Hélas! elle prophétisait! l'un lui a prêté de fausses anecdotes et l'autre le met hors la loi (ainsi que l'a dit M. Arnault dans ses Mémoires), dans un temps où Fusil était à l'armée de l'Ouest avec le général Tureau. J'ai ses états de service, et je peux en montrer les dates.

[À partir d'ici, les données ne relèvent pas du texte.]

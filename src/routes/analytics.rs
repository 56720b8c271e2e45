use actix_web::{HttpRequest, HttpResponse, Result as ActixResult, web};
use once_cell::sync::Lazy;

use crate::middlewares;
use crate::models::users::entities::UserRole;
use crate::services::AnalyticsService;
use crate::utils::SafeCourseIdI64;

// 懒加载的全局 AnalyticsService 实例
static ANALYTICS_SERVICE: Lazy<AnalyticsService> = Lazy::new(AnalyticsService::new_lazy);

// 课程分析
pub async fn get_course_analytics(
    req: HttpRequest,
    path: SafeCourseIdI64,
) -> ActixResult<HttpResponse> {
    ANALYTICS_SERVICE.get_course_analytics(&req, path.0).await
}

// 配置路由
pub fn configure_analytics_routes(cfg: &mut web::ServiceConfig) {
    cfg.service(
        web::scope("/api/v1/analytics")
            .wrap(middlewares::RequireJWT)
            // 课程分析 - 仅教师和管理员
            .service(
                web::resource("/courses/{course_id}")
                    .route(web::get().to(get_course_analytics))
                    .wrap(middlewares::RequireRole::new_any(UserRole::teacher_roles())),
            ),
    );
}
//! 仪表盘提供者
//!
//! 同一组聚合接口的两个实现：
//! - RealAggregator：真实聚合，走存储层
//! - PlaceholderAggregator：固定确定性样例数据，供前端早期联调
//!
//! 用哪个由 `dashboard.provider` 配置在启动时决定，
//! 绝不由引用了哪个源文件决定。

use async_trait::async_trait;
use std::sync::Arc;
use tracing::warn;

use crate::config::AppConfig;
use crate::models::ServiceError;
use crate::models::analytics::responses::CourseAnalyticsResponse;
use crate::models::dashboards::responses::{
    AdminDashboardResponse, StudentDashboardResponse, TeacherDashboardResponse,
};
use crate::storage::RecordStore;

use super::{admin, placeholder, student, teacher};
use crate::services::analytics::course;

#[async_trait]
pub trait DashboardProvider: Send + Sync {
    async fn student_dashboard(
        &self,
        store: &dyn RecordStore,
        student_id: i64,
    ) -> Result<StudentDashboardResponse, ServiceError>;

    async fn teacher_dashboard(
        &self,
        store: &dyn RecordStore,
        teacher_id: i64,
    ) -> Result<TeacherDashboardResponse, ServiceError>;

    async fn admin_dashboard(
        &self,
        store: &dyn RecordStore,
    ) -> Result<AdminDashboardResponse, ServiceError>;

    async fn course_analytics(
        &self,
        store: &dyn RecordStore,
        course_id: i64,
    ) -> Result<CourseAnalyticsResponse, ServiceError>;
}

/// 真实聚合器
pub struct RealAggregator;

#[async_trait]
impl DashboardProvider for RealAggregator {
    async fn student_dashboard(
        &self,
        store: &dyn RecordStore,
        student_id: i64,
    ) -> Result<StudentDashboardResponse, ServiceError> {
        student::compute_student_dashboard(store, student_id).await
    }

    async fn teacher_dashboard(
        &self,
        store: &dyn RecordStore,
        teacher_id: i64,
    ) -> Result<TeacherDashboardResponse, ServiceError> {
        teacher::compute_teacher_dashboard(store, teacher_id).await
    }

    async fn admin_dashboard(
        &self,
        store: &dyn RecordStore,
    ) -> Result<AdminDashboardResponse, ServiceError> {
        admin::compute_admin_dashboard(store).await
    }

    async fn course_analytics(
        &self,
        store: &dyn RecordStore,
        course_id: i64,
    ) -> Result<CourseAnalyticsResponse, ServiceError> {
        course::compute_course_analytics(store, course_id).await
    }
}

/// 按配置创建提供者
///
/// 未知的配置值按 real 处理并告警，不让拼写错误悄悄换成样例数据。
pub fn create_provider() -> Arc<dyn DashboardProvider> {
    let config = AppConfig::get();
    match config.dashboard.provider.as_str() {
        "placeholder" => Arc::new(placeholder::PlaceholderAggregator),
        "real" => Arc::new(RealAggregator),
        other => {
            warn!("未知的仪表盘提供者配置 '{}'，使用 real", other);
            Arc::new(RealAggregator)
        }
    }
}

#[cfg(test)]
mod tests {
    use super::*;
    use crate::storage::memory::MemoryRecordStore;

    #[tokio::test]
    async fn test_placeholder_is_deterministic() {
        let store = MemoryRecordStore::new();
        let provider = placeholder::PlaceholderAggregator;

        // 不依赖存储内容，重复调用结果一致
        let a = provider.student_dashboard(&store, 1).await.unwrap();
        let b = provider.student_dashboard(&store, 1).await.unwrap();
        assert_eq!(
            a.learning_stats.total_courses,
            b.learning_stats.total_courses
        );
        assert_eq!(a.course_progress.len(), b.course_progress.len());
    }
}
use actix_cors::Cors;
use actix_web::middleware::{Compress, DefaultHeaders};
use actix_web::{App, HttpServer, web};
use dotenv::dotenv;
use human_panic::setup_panic;
use tracing::{debug, warn};

// 从 lib.rs 导入模块
use rust_lpsystem_next::config::AppConfig;
use rust_lpsystem_next::models::AppStartTime;
use rust_lpsystem_next::routes;
use rust_lpsystem_next::runtime::lifetime;
use rust_lpsystem_next::utils::{json_error_handler, query_error_handler};

#[actix_web::main]
async fn main() -> std::io::Result<()> {
    dotenv().ok();

    // 记录程序启动时间
    let app_start_time = AppStartTime {
        start_datetime: chrono::Utc::now(),
    };

    // 启动前预处理 //

    // 初始化配置
    setup_panic!();
    AppConfig::init().expect("Failed to initialize configuration");
    let config = AppConfig::get();

    // 初始化日志
    let stdout_log = std::io::stdout();
    let (non_blocking_writer, _guard) = tracing_appender::non_blocking(stdout_log);
    let filter = tracing_subscriber::EnvFilter::new(&config.app.log_level);
    let tracing_format = tracing_subscriber::fmt::format()
        .with_level(true)
        .with_ansi(true);

    let tracing_builder = tracing_subscriber::fmt()
        .with_env_filter(filter)
        .with_writer(non_blocking_writer)
        .event_format(tracing_format);

    if config.is_development() {
        tracing_builder
            .with_file(true)
            .with_line_number(true)
            .init();
    } else {
        tracing_builder.json().init();
    }

    // 打印信息
    warn!(
        "Starting pre-startup processing...
        Project: {}
        Version: {}
        Authors: {}",
        env!("CARGO_PKG_NAME"),
        env!("CARGO_PKG_VERSION"),
        env!("CARGO_PKG_AUTHORS")
    );

    let startup = lifetime::startup::prepare_server_startup().await;

    let storage = startup.storage.clone();
    let cache = startup.cache.clone();

    // 输出预处理时间
    debug!(
        "Pre-startup processing completed in {} ms",
        chrono::Utc::now()
            .signed_duration_since(app_start_time.start_datetime)
            .num_milliseconds()
    );

    // 预处理完成 //

    warn!("Using {} CPU cores for the server", config.server.workers);

    // Start the HTTP server
    let server = HttpServer::new(move || {
        App::new()
            .wrap(
                Cors::default()
                    .allow_any_origin()
                    .allow_any_method()
                    .allow_any_header()
                    .max_age(config.cors.max_age),
            )
            .wrap(Compress::default())
            .wrap(
                DefaultHeaders::new()
                    .add(("Connection", "keep-alive"))
                    .add((
                        "Keep-Alive",
                        format!("timeout={}, max=1000", config.server.timeouts.keep_alive),
                    ))
                    .add(("Cache-Control", "no-cache, no-store, must-revalidate")),
            )
            .app_data(web::QueryConfig::default().error_handler(query_error_handler)) // 设置查询参数错误处理器
            .app_data(web::JsonConfig::default().error_handler(json_error_handler)) // 设置JSON错误处理器
            .app_data(web::Data::new(storage.clone()))
            .app_data(web::Data::new(cache.clone()))
            .app_data(web::Data::new(app_start_time.clone()))
            .configure(routes::configure_dashboard_routes) // 配置仪表盘相关路由
            .configure(routes::configure_analytics_routes) // 配置课程分析相关路由
            .configure(routes::configure_progress_routes) // 配置进度上报相关路由
    })
    .keep_alive(std::time::Duration::from_secs(
        config.server.timeouts.keep_alive,
    )) // 启用长连接
    .client_request_timeout(std::time::Duration::from_millis(
        config.server.timeouts.client_request,
    )) // 客户端超时
    .client_disconnect_timeout(std::time::Duration::from_millis(
        config.server.timeouts.client_disconnect,
    )) // 断连超时
    .workers(config.server.workers);

    let server = {
        #[cfg(unix)]
        {
            if let Some(socket_path) = config.unix_socket_path() {
                warn!("Starting server on Unix socket: {}", socket_path);
                if std::path::Path::new(socket_path).exists() {
                    std::fs::remove_file(socket_path)?;
                }
                Some(server.bind_uds(socket_path)?)
            } else {
                let bind_address = config.server_bind_address();
                warn!("Starting server at http://{}", bind_address);
                Some(server.bind(bind_address)?)
            }
        }

        #[cfg(not(unix))]
        {
            let bind_address = config.server_bind_address();
            warn!("Starting server at http://{}", bind_address);
            Some(server.bind(bind_address)?)
        }
    }
    .expect("Server binding failed")
    .run();

    tokio::select! {
        res = server => {
            res?;
        }
        _ = lifetime::shutdown::listen_for_shutdown() => {
            warn!("Graceful shutdown: all tasks completed");
        }
    }

    Ok(())
}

Si je n'ai pas répondu aux imputations dirigées contre mon mari, c'est que, quand la fureur des partis est encore dans toute sa force et que la haine ou l'exagération dirige la plume des écrivains, on voudrait en vain se faire entendre. Il faut pourtant faire la part de l'époque, de la jeunesse, de l'exaltation des idées, de cette fièvre et de ce fanatisme républicain qui s'était emparé de toutes les têtes. Les hommes sont souvent ce que leur position les fait et vont où les pousse la société qui les entoure. Fusil n'étant pas d'ailleurs un personnage historique, j'avais le droit de penser que, lorsque les passions s'apaiseraient, le temps, qui remet tout à sa place, viendrait à mon aide, mais je me trompais. Les animosités d'opinion survivent à la jeunesse et se retrouvent au bord de la tombe; on recueille avec soin dans les écrits et dans les journaux du temps ce que des haines particulières avaient pu envenimer; on s'inquiète peu de savoir si ces faits ont été rapportés d'une manière inexacte. Il est si facile de donner à un fait une couleur odieuse, en dénaturant une circonstance et en la racontant avec malveillance (comme on l'a vu pour Chénier et pour M. de Caulincourt, et pour tant d'autres). Ne peut-on se tromper d'ailleurs sur des événements qui ont quarante ans de date, lorsque tous les jours on se trompe sur des événements qui se passent sous nos yeux.